It turns out the risk of avalanches isn’t just restricted to the high country.
With snow pummeling most areas of Southwest Colorado, Butch Knowlton, La Plata County’s director of the Office of Emergency Management, is reminding residents to be mindful of avalanche danger – even in and around Durango.
“Anytime you get this depth and weight of snow, people need to be conscious of the fact it can slide,” Knowlton said. “And it can be pretty detrimental to the people below it.”
Longtime residents may recall at least two in-town avalanches that have caught unsuspecting people in their paths of destruction.

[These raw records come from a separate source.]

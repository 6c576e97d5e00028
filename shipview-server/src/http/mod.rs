//! HTTP server layer
//!
//! Axum server with:
//! - Origin allow-list (prefix match, no Origin passes)
//! - Request tracing
//! - Graceful shutdown
//! - JSON error responses

pub mod error;
pub mod origin;
pub mod routes;
pub mod server;

pub use error::ApiError;
pub use origin::{AllowedOrigins, DEFAULT_ALLOWED_ORIGINS};
pub use server::{build_router, run_server, AppState, ServerConfig, ServerError};
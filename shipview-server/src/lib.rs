//! shipview-server: read-only HTTP gateway over shipment orders
//!
//! Translates dashboard query parameters into parameterized SQL against a
//! single Postgres table and returns JSON. Three routes: `/health`,
//! `/api/orders` and `/api/filters`.

pub mod db;
pub mod http;
pub mod models;
pub mod query;

pub use db::{create_pool, DatabaseConfig, DbError, OrderRepo, OrderStore};
pub use http::{run_server, AllowedOrigins, ServerConfig};
//! Filter dropdown endpoint

use std::sync::Arc;

use axum::extract::State;
use axum::{routing::get, Json, Router};

use crate::http::error::ApiError;
use crate::http::server::AppState;
use crate::models::FilterOptions;

/// GET /api/filters - distinct statuses, business units and carriers
async fn list_filters(State(state): State<Arc<AppState>>) -> Result<Json<FilterOptions>, ApiError> {
    let options = state
        .store
        .filter_options()
        .await
        .map_err(ApiError::FiltersLoad)?;
    Ok(Json(options))
}

/// Filter routes
pub fn router() -> Router<Arc<AppState>> {
    Router::new().route("/api/filters", get(list_filters))
}
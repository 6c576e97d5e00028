//! Order record and the fixed export mapping
//!
//! The `shipment_orders` table is owned elsewhere. This module only knows
//! which columns exist, how each one is projected in SQL, and what the
//! public JSON field is called.

use chrono::NaiveDate;
use serde::Serialize;
use sqlx::FromRow;

/// Table the gateway reads from
pub const ORDERS_TABLE: &str = "shipment_orders";

/// SQL type a column is cast to when projected or compared
#[derive(Debug, Clone, Copy, PartialEq, Eq)]
pub enum SqlType {
    Text,
    Date,
    BigInt,
}

impl SqlType {
    /// Cast suffix appended to a column or placeholder.
    pub fn cast(&self) -> &'static str {
        match self {
            Self::Text => "::text",
            Self::Date => "::date",
            Self::BigInt => "::bigint",
        }
    }
}

/// Columns of the orders table
#[derive(Debug, Clone, Copy, PartialEq, Eq)]
pub enum OrderColumn {
    OrderNo,
    CustomerName,
    ShipToCity,
    ShipToState,
    ShipToZip,
    ShipToCountry,
    ShipDate,
    DueDate,
    CorrectedDueDate,
    Status,
    Carrier,
    OrderQty,
    BusinessUnit,
    SubStatus,
}

impl OrderColumn {
    /// Every column, in export order.
    pub const ALL: [OrderColumn; 14] = [
        Self::OrderNo,
        Self::CustomerName,
        Self::ShipToCity,
        Self::ShipToState,
        Self::ShipToZip,
        Self::ShipToCountry,
        Self::ShipDate,
        Self::DueDate,
        Self::CorrectedDueDate,
        Self::Status,
        Self::Carrier,
        Self::OrderQty,
        Self::BusinessUnit,
        Self::SubStatus,
    ];

    /// Column name in the database.
    pub fn name(&self) -> &'static str {
        match self {
            Self::OrderNo => "order_no",
            Self::CustomerName => "customer_name",
            Self::ShipToCity => "ship_to_city",
            Self::ShipToState => "ship_to_state",
            Self::ShipToZip => "ship_to_zip",
            Self::ShipToCountry => "ship_to_country",
            Self::ShipDate => "ship_date",
            Self::DueDate => "due_date",
            Self::CorrectedDueDate => "corrected_due_date",
            Self::Status => "status",
            Self::Carrier => "carrier",
            Self::OrderQty => "order_qty",
            Self::BusinessUnit => "business_unit",
            Self::SubStatus => "sub_status",
        }
    }

    /// Field name in API responses.
    pub fn field(&self) -> &'static str {
        match self {
            Self::OrderNo => "order_number",
            Self::CustomerName => "customer",
            Self::ShipToCity => "city",
            Self::ShipToState => "state",
            Self::ShipToZip => "zip",
            Self::ShipToCountry => "country",
            Self::ShipDate => "ship_date",
            Self::DueDate => "due_date",
            Self::CorrectedDueDate => "corrected_due_date",
            Self::Status => "status",
            Self::Carrier => "carrier",
            Self::OrderQty => "quantity",
            Self::BusinessUnit => "business_unit",
            Self::SubStatus => "sub_status",
        }
    }

    pub fn sql_type(&self) -> SqlType {
        match self {
            Self::ShipDate | Self::DueDate | Self::CorrectedDueDate => SqlType::Date,
            Self::OrderQty => SqlType::BigInt,
            _ => SqlType::Text,
        }
    }

    /// Projection expression, e.g. `order_no::text AS order_number`.
    pub fn projection(&self) -> String {
        format!(
            "{}{} AS {}",
            self.name(),
            self.sql_type().cast(),
            self.field()
        )
    }
}

/// Comma-separated projection of every exported column.
pub fn export_projection() -> String {
    OrderColumn::ALL
        .iter()
        .map(OrderColumn::projection)
        .collect::<Vec<_>>()
        .join(", ")
}

/// One shipment order, renamed for the API
#[derive(Debug, Clone, Default, PartialEq, Serialize, FromRow)]
pub struct OrderRecord {
    pub order_number: Option<String>,
    pub customer: Option<String>,
    pub city: Option<String>,
    pub state: Option<String>,
    pub zip: Option<String>,
    pub country: Option<String>,
    pub ship_date: Option<NaiveDate>,
    pub due_date: Option<NaiveDate>,
    pub corrected_due_date: Option<NaiveDate>,
    pub status: Option<String>,
    pub carrier: Option<String>,
    pub quantity: Option<i64>,
    pub business_unit: Option<String>,
    pub sub_status: Option<String>,
}

#[cfg(test)]
mod tests {
    use super::*;

    #[test]
    fn projection_casts_and_renames() {
        assert_eq!(
            OrderColumn::OrderNo.projection(),
            "order_no::text AS order_number"
        );
        assert_eq!(
            OrderColumn::ShipDate.projection(),
            "ship_date::date AS ship_date"
        );
        assert_eq!(
            OrderColumn::OrderQty.projection(),
            "order_qty::bigint AS quantity"
        );
    }

    #[test]
    fn export_projection_covers_every_column() {
        let projection = export_projection();
        for column in OrderColumn::ALL {
            assert!(projection.contains(&format!(" AS {}", column.field())));
        }
        assert!(projection.starts_with("order_no::text AS order_number, "));
        assert!(projection.ends_with("sub_status::text AS sub_status"));
    }

    #[test]
    fn serializes_public_field_names() {
        let record = OrderRecord {
            order_number: Some("SO-1".into()),
            ship_date: NaiveDate::from_ymd_opt(2024, 3, 9),
            quantity: Some(12),
            ..Default::default()
        };

        let json = serde_json::to_value(&record).unwrap();
        assert_eq!(json["order_number"], "SO-1");
        assert_eq!(json["ship_date"], "2024-03-09");
        assert_eq!(json["quantity"], 12);
        assert!(json["customer"].is_null());
        assert_eq!(json.as_object().unwrap().len(), OrderColumn::ALL.len());
    }
}
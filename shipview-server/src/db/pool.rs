//! Database connection pool management
//!
//! Uses sqlx PgPool with an explicit connection limit. Callers that find
//! every connection checked out wait in sqlx's acquire queue.

use std::str::FromStr;

use sqlx::postgres::{PgConnectOptions, PgPoolOptions};
use sqlx::PgPool;

/// Default maximum connections for the pool.
pub const DEFAULT_MAX_CONNECTIONS: u32 = 10;

/// Where and how to connect.
///
/// `url` wins when set; otherwise the discrete fields are used.
#[derive(Debug, Clone)]
pub struct DatabaseConfig {
    pub url: Option<String>,
    pub host: String,
    pub port: u16,
    pub name: String,
    pub user: String,
    pub password: Option<String>,
    pub max_connections: u32,
}

impl Default for DatabaseConfig {
    fn default() -> Self {
        Self {
            url: None,
            host: "localhost".to_string(),
            port: 5432,
            name: "shipview".to_string(),
            user: "postgres".to_string(),
            password: None,
            max_connections: DEFAULT_MAX_CONNECTIONS,
        }
    }
}

impl DatabaseConfig {
    /// Build sqlx connect options.
    ///
    /// # Errors
    ///
    /// Returns an error if `url` is set and cannot be parsed.
    pub fn connect_options(&self) -> Result<PgConnectOptions, sqlx::Error> {
        if let Some(url) = &self.url {
            return PgConnectOptions::from_str(url);
        }

        let mut options = PgConnectOptions::new()
            .host(&self.host)
            .port(self.port)
            .database(&self.name)
            .username(&self.user);
        if let Some(password) = &self.password {
            options = options.password(password);
        }
        Ok(options)
    }

    /// Target for log lines. Never includes the password.
    pub fn describe(&self) -> String {
        match &self.url {
            Some(_) => "DATABASE_URL".to_string(),
            None => format!("{}@{}:{}/{}", self.user, self.host, self.port, self.name),
        }
    }
}

/// Create a PostgreSQL connection pool.
///
/// # Errors
///
/// Returns an error if the options are invalid or the first connection
/// fails.
///
/// # Example
///
/// ```ignore
/// let pool = create_pool(&DatabaseConfig::default()).await?;
/// ```
pub async fn create_pool(config: &DatabaseConfig) -> Result<PgPool, sqlx::Error> {
    let options = config.connect_options()?;
    tracing::info!(
        target = %config.describe(),
        max_connections = config.max_connections,
        "creating database pool"
    );

    PgPoolOptions::new()
        .max_connections(config.max_connections)
        .connect_with(options)
        .await
}
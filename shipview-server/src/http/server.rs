//! Axum server setup
//!
//! Server skeleton with:
//! - Origin allow-list enforced ahead of every route
//! - Tracing middleware
//! - Graceful shutdown on SIGTERM/Ctrl+C, then the pool is closed

use std::net::SocketAddr;
use std::sync::Arc;

use axum::{middleware, Router};
use sqlx::PgPool;
use tokio::net::TcpListener;
use tower_http::trace::TraceLayer;

use super::origin::{guard_origin, AllowedOrigins};
use super::routes;
use crate::db::{OrderRepo, OrderStore};

/// Server configuration
#[derive(Debug, Clone)]
pub struct ServerConfig {
    /// Address to bind to (default: 0.0.0.0:3001)
    pub bind_addr: SocketAddr,

    /// Origins allowed to call the API from a browser
    pub allowed_origins: AllowedOrigins,
}

impl Default for ServerConfig {
    fn default() -> Self {
        Self {
            bind_addr: SocketAddr::from(([0, 0, 0, 0], 3001)),
            allowed_origins: AllowedOrigins::default(),
        }
    }
}

/// Shared application state
pub struct AppState {
    pub store: Arc<dyn OrderStore>,
}

impl AppState {
    pub fn new(store: Arc<dyn OrderStore>) -> Self {
        Self { store }
    }
}

/// Build the application router.
///
/// Layer order, outermost first: tracing, origin guard, CORS, routes.
pub fn build_router(state: Arc<AppState>, origins: AllowedOrigins) -> Router {
    Router::new()
        .merge(routes::health::router())
        .merge(routes::orders::router())
        .merge(routes::filters::router())
        .with_state(state)
        .layer(origins.cors_layer())
        .layer(middleware::from_fn_with_state(origins, guard_origin))
        .layer(TraceLayer::new_for_http())
}

/// Run the HTTP server.
///
/// Takes ownership of the pool and closes it once shutdown completes.
///
/// # Example
///
/// ```ignore
/// let pool = create_pool(&DatabaseConfig::default()).await?;
/// run_server(pool, ServerConfig::default()).await?;
/// ```
pub async fn run_server(pool: PgPool, config: ServerConfig) -> Result<(), ServerError> {
    tracing::info!(
        origins = ?config.allowed_origins.as_slice(),
        "origin allow-list loaded"
    );
    let state = Arc::new(AppState::new(Arc::new(OrderRepo::new(pool.clone()))));
    let app = build_router(state, config.allowed_origins);

    let listener = TcpListener::bind(config.bind_addr).await?;
    tracing::info!("Server listening on {}", config.bind_addr);

    let served = axum::serve(listener, app)
        .with_graceful_shutdown(shutdown_signal())
        .await;

    pool.close().await;
    tracing::info!("Server shutdown complete");
    served.map_err(ServerError::from)
}

/// Wait for shutdown signal (Ctrl+C or SIGTERM).
async fn shutdown_signal() {
    let ctrl_c = async {
        tokio::signal::ctrl_c()
            .await
            .expect("failed to install Ctrl+C handler");
    };

    #[cfg(unix)]
    let terminate = async {
        tokio::signal::unix::signal(tokio::signal::unix::SignalKind::terminate())
            .expect("failed to install SIGTERM handler")
            .recv()
            .await;
    };

    #[cfg(not(unix))]
    let terminate = std::future::pending::<()>();

    tokio::select! {
        _ = ctrl_c => {
            tracing::info!("Received Ctrl+C, starting shutdown");
        }
        _ = terminate => {
            tracing::info!("Received SIGTERM, starting shutdown");
        }
    }
}

/// Server error type
#[derive(Debug, thiserror::Error)]
pub enum ServerError {
    #[error("IO error: {0}")]
    Io(#[from] std::io::Error),
}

In 2008, a skier was buried in an avalanche while coming down the side of Smelter Mountain that faces town. The skier and his skiing partner had rescue beacons, which were used to locate the victim in the debris pile. The man was found with his hand poking out of the snow and his head buried about a foot under the snow. He was unconscious but breathing. He was taken to Mercy Regional Medical Center in good condition, reportedly with an injured leg and hip.
On Christmas Day 1988, two climbers were buried in a snowslide they triggered while on a hillside on the east side of Florida Road, about a block south of the roundabout near Chapman Hill. They were buried for seven hours before a couple walking by heard their cries for help and rescued them.
Knowlton said there are areas of La Plata County prone to avalanche danger, including La Plata Canyon, as well as a section of County Road 243 leading to Lemon Reservoir that has two or three avalanche chutes that in the past have closed the road.
But any area with a steep slope and deep snow can slide, Knowlton said.
Knowlton said the risk to structures throughout the county is rather small. He said anytime a new building is built, a variety of risks are analyzed in the permitting process.
“I can remember one time someone wanted to build a cabin on a mining claim (in La Plata Canyon) dead smack in the middle of a huge avalanche path,” Knowlton said. “He thought it was strange there were no trees there, but he just didn’t know what it was.”
Knowlton also said residents should be aware snow can slide off rooftops, and because the weight of the snow is so heavy, it can easily bury someone and pose a serious risk.
“It’s not all fluffy, puffy and beautiful in many respects,” he said. “There’s some really serious weight issues with this snowpack.”
Ethan Greene, director of the Colorado Avalanche Information Center, said there can be an added risk when areas that don’t usually receive much snow, do receive heavy snowfall.
“That’s when you can see avalanches in places where you don’t typically see them,” he said.